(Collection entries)
use std::collections::VecDeque;
use std::io::{self, Write};
use std::sync::Arc;

use crate::context::InterruptState;
use crate::error::{Error, Result};
use crate::parser::StatementParser;
use crate::statement::{ParseOutcome, Statement};

/// One read from an input front end.
#[derive(Debug, Clone, PartialEq, Eq)]
pub enum ReadLine {
    /// A line of text, without its trailing newline.
    Line(String),
    /// End of input.
    Eof,
    /// An interrupt signal arrived while waiting for input.
    Interrupted,
}

/// Source of raw input lines: an interactive prompt, a script file, or an
/// in-memory harness. The core treats all of them uniformly.
pub trait InputSource {
    fn next_line(&mut self, prompt: &str) -> io::Result<ReadLine>;
}

/// The result of collecting one complete statement.
#[derive(Debug, Clone, PartialEq, Eq)]
pub enum Collected {
    Statement(Statement),
    /// Blank input, or a statement discarded by an interrupt.
    Empty,
}

/// Drives the "keep reading lines until the statement is complete" loop.
///
/// A multiline command keeps collecting until a terminator appears and all
/// quotes are balanced. The accumulated text is retained newline-joined so a
/// completion subsystem can reconstruct what has been typed so far.
pub struct ContinuationController {
    quit_on_interrupt: bool,
    in_progress: Option<String>,
}

impl ContinuationController {
    pub fn new(quit_on_interrupt: bool) -> Self {
        ContinuationController {
            quit_on_interrupt,
            in_progress: None,
        }
    }

    /// The text accumulated so far for an incomplete statement, or `None`
    /// when no continuation is in progress.
    pub fn in_progress(&self) -> Option<&str> {
        self.in_progress.as_deref()
    }

    pub fn set_quit_on_interrupt(&mut self, quit: bool) {
        self.quit_on_interrupt = quit;
    }

    pub fn quit_on_interrupt(&self) -> bool {
        self.quit_on_interrupt
    }

    /// Collect one complete statement starting from `first_line`, requesting
    /// continuation lines from `source` as needed.
    pub fn collect(
        &mut self,
        parser: &StatementParser,
        source: &mut dyn InputSource,
        first_line: &str,
        prompt: &str,
    ) -> Result<Collected> {
        let mut line = first_line.to_string();
        let mut saw_eof = false;

        loop {
            match parser.parse(&line) {
                Ok(ParseOutcome::Empty) => {
                    self.in_progress = None;
                    return Ok(Collected::Empty);
                }
                Ok(ParseOutcome::Statement(statement)) => {
                    if !statement.is_multiline() || !statement.terminator.is_empty() {
                        self.in_progress = None;
                        return Ok(Collected::Statement(statement));
                    }
                    // A multiline command with no terminator yet.
                }
                Err(Error::UnclosedQuote) => {
                    // Unclosed quotes keep a multiline command collecting;
                    // anything else is a hard parse failure.
                    if !parser.parse_command_only(&line).is_multiline() {
                        self.in_progress = None;
                        return Err(Error::UnclosedQuote);
                    }
                }
                Err(err) => {
                    self.in_progress = None;
                    return Err(err);
                }
            }

            self.in_progress = Some(format!("{line}\n"));

            match source.next_line(prompt)? {
                ReadLine::Line(next) => {
                    saw_eof = false;
                    line = format!("{line}\n{next}");
                }
                ReadLine::Eof => {
                    if saw_eof {
                        // Input is exhausted and the statement still cannot
                        // complete: an unclosed quote with nothing left to
                        // close it.
                        self.in_progress = None;
                        return Err(Error::UnclosedQuote);
                    }
                    saw_eof = true;
                    // End of input acts as an implicit blank line, which can
                    // terminate a quote-balanced statement.
                    line.push('\n');
                }
                ReadLine::Interrupted => {
                    self.in_progress = None;
                    if self.quit_on_interrupt {
                        return Err(Error::Interrupted);
                    }
                    return Ok(Collected::Empty);
                }
            }
        }
    }
}

/// Interactive input source reading from stdin, printing the prompt to
/// stdout. Reports a pending interrupt as [`ReadLine::Interrupted`].
pub struct StdinSource {
    interrupts: Arc<InterruptState>,
}

impl StdinSource {
    pub fn new(interrupts: Arc<InterruptState>) -> Self {
        StdinSource { interrupts }
    }
}

impl InputSource for StdinSource {
    fn next_line(&mut self, prompt: &str) -> io::Result<ReadLine> {
        print!("{prompt}");
        io::stdout().flush()?;

        let mut buf = String::new();
        // read_line retries EINTR internally, so a Ctrl-C at the prompt is
        // observed through the pending flag once the read returns (after
        // Enter), not as an I/O error. The Err(Interrupted) arm stays for
        // readers that do surface it.
        match io::stdin().read_line(&mut buf) {
            Ok(0) => Ok(ReadLine::Eof),
            Ok(_) => {
                if self.interrupts.take_pending() {
                    return Ok(ReadLine::Interrupted);
                }
                while buf.ends_with('\n') || buf.ends_with('\r') {
                    buf.pop();
                }
                Ok(ReadLine::Line(buf))
            }
            Err(e) if e.kind() == io::ErrorKind::Interrupted => Ok(ReadLine::Interrupted),
            Err(e) => Err(e),
        }
    }
}

/// In-memory input source for scripts and test harnesses: yields queued
/// reads in order, then end-of-input.
#[derive(Default)]
pub struct QueuedInput {
    reads: VecDeque<ReadLine>,
}

impl QueuedInput {
    pub fn new() -> Self {
        QueuedInput::default()
    }

    pub fn from_lines(lines: &[&str]) -> Self {
        QueuedInput {
            reads: lines
                .iter()
                .map(|l| ReadLine::Line(l.to_string()))
                .collect(),
        }
    }

    pub fn push(&mut self, read: ReadLine) {
        self.reads.push_back(read);
    }
}

impl InputSource for QueuedInput {
    fn next_line(&mut self, _prompt: &str) -> io::Result<ReadLine> {
        Ok(self.reads.pop_front().unwrap_or(ReadLine::Eof))
    }
}

#[cfg(test)]
mod tests {
    use super::*;

    fn parser() -> StatementParser {
        StatementParser::new(vec![';'], vec!["orate".to_string()], Vec::new())
    }

    #[test]
    fn single_line_statement_completes_immediately() {
        let mut controller = ContinuationController::new(false);
        let mut input = QueuedInput::new();
        let collected = controller
            .collect(&parser(), &mut input, "print hi", "> ")
            .unwrap();
        match collected {
            Collected::Statement(st) => assert_eq!(st.command, "print"),
            Collected::Empty => panic!("expected statement"),
        }
        assert!(controller.in_progress().is_none());
    }

    #[test]
    fn multiline_collects_until_terminator() {
        let mut controller = ContinuationController::new(false);
        let mut input = QueuedInput::from_lines(&["second line", "third;"]);
        let collected = controller
            .collect(&parser(), &mut input, "orate first", "> ")
            .unwrap();
        match collected {
            Collected::Statement(st) => {
                assert_eq!(st.command, "orate");
                assert_eq!(st.terminator, ";");
                assert_eq!(st.args, "first second line third");
                assert_eq!(st.raw, "orate first\nsecond line\nthird;");
            }
            Collected::Empty => panic!("expected statement"),
        }
    }

    #[test]
    fn unclosed_quote_on_multiline_keeps_collecting() {
        let mut controller = ContinuationController::new(false);
        let mut input = QueuedInput::from_lines(&["still open", r#"closed";"#]);
        let collected = controller
            .collect(&parser(), &mut input, r#"orate "spans"#, "> ")
            .unwrap();
        match collected {
            Collected::Statement(st) => {
                assert_eq!(st.command, "orate");
                assert_eq!(st.terminator, ";");
                assert!(st.args.contains("spans\nstill open\nclosed"));
            }
            Collected::Empty => panic!("expected statement"),
        }
    }

    #[test]
    fn unclosed_quote_on_single_line_command_is_an_error() {
        let mut controller = ContinuationController::new(false);
        let mut input = QueuedInput::new();
        let err = controller
            .collect(&parser(), &mut input, r#"help "open"#, "> ")
            .unwrap_err();
        assert!(matches!(err, Error::UnclosedQuote));
    }

    #[test]
    fn eof_terminates_quote_balanced_multiline() {
        let mut controller = ContinuationController::new(false);
        let mut input = QueuedInput::new();
        let collected = controller
            .collect(&parser(), &mut input, "orate no terminator", "> ")
            .unwrap();
        match collected {
            Collected::Statement(st) => {
                assert_eq!(st.command, "orate");
                assert_eq!(st.terminator, "\n");
            }
            Collected::Empty => panic!("expected statement"),
        }
    }

    #[test]
    fn eof_with_unclosed_quote_is_an_error() {
        let mut controller = ContinuationController::new(false);
        let mut input = QueuedInput::new();
        let err = controller
            .collect(&parser(), &mut input, r#"orate "never closed"#, "> ")
            .unwrap_err();
        assert!(matches!(err, Error::UnclosedQuote));
    }

    #[test]
    fn interrupt_discards_partial_statement() {
        let mut controller = ContinuationController::new(false);
        let mut input = QueuedInput::new();
        input.push(ReadLine::Interrupted);
        let collected = controller
            .collect(&parser(), &mut input, "orate half typed", "> ")
            .unwrap();
        assert_eq!(collected, Collected::Empty);
        assert!(controller.in_progress().is_none());
    }

    #[test]
    fn interrupt_is_fatal_when_configured() {
        let mut controller = ContinuationController::new(true);
        let mut input = QueuedInput::new();
        input.push(ReadLine::Interrupted);
        let err = controller
            .collect(&parser(), &mut input, "orate half typed", "> ")
            .unwrap_err();
        assert!(matches!(err, Error::Interrupted));
    }

    #[test]
    fn continuation_prompt_is_used_for_followup_lines() {
        struct Recording {
            inner: QueuedInput,
            prompts: Vec<String>,
        }

        impl InputSource for Recording {
            fn next_line(&mut self, prompt: &str) -> io::Result<ReadLine> {
                self.prompts.push(prompt.to_string());
                self.inner.next_line(prompt)
            }
        }

        let mut controller = ContinuationController::new(false);
        let mut input = Recording {
            inner: QueuedInput::from_lines(&["more", "done;"]),
            prompts: Vec::new(),
        };
        let collected = controller
            .collect(&parser(), &mut input, "orate start", "... ")
            .unwrap();
        assert!(matches!(collected, Collected::Statement(_)));
        assert_eq!(input.prompts, vec!["... ", "... "]);
        assert!(controller.in_progress().is_none());
    }

    #[test]
    fn blank_first_line_is_empty() {
        let mut controller = ContinuationController::new(false);
        let mut input = QueuedInput::new();
        let collected = controller.collect(&parser(), &mut input, "", "> ").unwrap();
        assert_eq!(collected, Collected::Empty);
    }
}
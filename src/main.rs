use std::process::{Command, ExitCode};
use std::sync::Arc;

use tracing_subscriber::EnvFilter;

use cmdkit::{
    CommandRegistry, Error, ExecutionContext, Interpreter, InterruptState, StdinSource,
};

fn shell_command(line: &str) -> Command {
    #[cfg(unix)]
    {
        let mut command = Command::new("sh");
        command.arg("-c").arg(line);
        command
    }
    #[cfg(not(unix))]
    {
        let mut command = Command::new("cmd");
        command.args(["/C", line]);
        command
    }
}

fn build_registry() -> cmdkit::Result<CommandRegistry> {
    let mut registry = CommandRegistry::new();

    registry.register(
        "print",
        "print its arguments",
        Box::new(|ctx, st| {
            let text = st
                .argv()
                .into_iter()
                .skip(1)
                .collect::<Vec<_>>()
                .join(" ");
            ctx.writeln(&text)?;
            Ok(false)
        }),
    )?;

    registry.register_multiline(
        "orate",
        "print text collected until a terminator",
        Box::new(|ctx, st| {
            ctx.writeln(&st.args)?;
            Ok(false)
        }),
    )?;

    registry.register(
        "shell",
        "run a command in the system shell (shortcut: !)",
        Box::new(|ctx, st| {
            if st.args.is_empty() {
                return Err(Error::Syntax("usage: shell COMMAND".to_string()));
            }
            let output = shell_command(&st.args).output().map_err(Error::Io)?;
            ctx.write(&String::from_utf8_lossy(&output.stdout))?;
            let stderr = String::from_utf8_lossy(&output.stderr);
            if !stderr.trim_end().is_empty() {
                ctx.error(stderr.trim_end());
            }
            Ok(false)
        }),
    )?;

    registry.register("quit", "exit the interpreter", Box::new(|_, _| Ok(true)))?;
    registry.register("exit", "exit the interpreter", Box::new(|_, _| Ok(true)))?;

    // Snapshot the registry's own help text so the listing cannot drift from
    // what is actually registered. The interpreter-builtin `macro`/`alias`
    // commands and `help` itself are appended by hand.
    let mut help_entries: Vec<(String, String)> = registry
        .command_names()
        .into_iter()
        .map(|name| {
            let text = registry.help_for(&name).unwrap_or_default().to_string();
            (name, text)
        })
        .collect();
    help_entries.push(("macro".to_string(), "macro create|delete|list".to_string()));
    help_entries.push(("alias".to_string(), "alias create|delete|list".to_string()));
    help_entries.push(("help".to_string(), "list commands (shortcut: ?)".to_string()));
    help_entries.sort();

    registry.register(
        "help",
        "list commands (shortcut: ?)",
        Box::new(move |ctx, _| {
            for (name, text) in &help_entries {
                ctx.writeln(&format!("{name:<8}{text}"))?;
            }
            Ok(false)
        }),
    )?;

    Ok(registry)
}

fn run() -> cmdkit::Result<()> {
    let interrupts = InterruptState::new();
    let handler_state = Arc::clone(&interrupts);
    ctrlc::set_handler(move || handler_state.handle_interrupt())
        .expect("failed to install Ctrl-C handler");

    let registry = build_registry()?;
    let ctx = ExecutionContext::new(Arc::clone(&interrupts));
    let mut interp = Interpreter::new(
        registry,
        vec![
            ("?".to_string(), "help".to_string()),
            ("!".to_string(), "shell".to_string()),
        ],
        ctx,
    )?;

    let mut input = StdinSource::new(interrupts);
    interp.run(&mut input)?;
    println!("Goodbye!");
    Ok(())
}

fn main() -> ExitCode {
    tracing_subscriber::fmt()
        .with_env_filter(EnvFilter::from_default_env())
        .with_writer(std::io::stderr)
        .init();

    match run() {
        Ok(()) => ExitCode::SUCCESS,
        Err(e) => {
            eprintln!("{e}");
            ExitCode::FAILURE
        }
    }
}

- _PROBLEM DESCRIPTION_: Above are the records. Copy the lines beginning at the one that has "pub trait InputSource" and ending with the one that has "appears and all", unchanged.

- _RESPONSE AREA_:
pub trait InputSource {
    fn next_line(&mut self, prompt: &str) -> io::Result<ReadLine>;
}

/// The result of collecting one complete statement.
#[derive(Debug, Clone, PartialEq, Eq)]
pub enum Collected {
    Statement(Statement),
    /// Blank input, or a statement discarded by an interrupt.
    Empty,
}

/// Drives the "keep reading lines until the statement is complete" loop.
///
/// A multiline command keeps collecting until a terminator appears and all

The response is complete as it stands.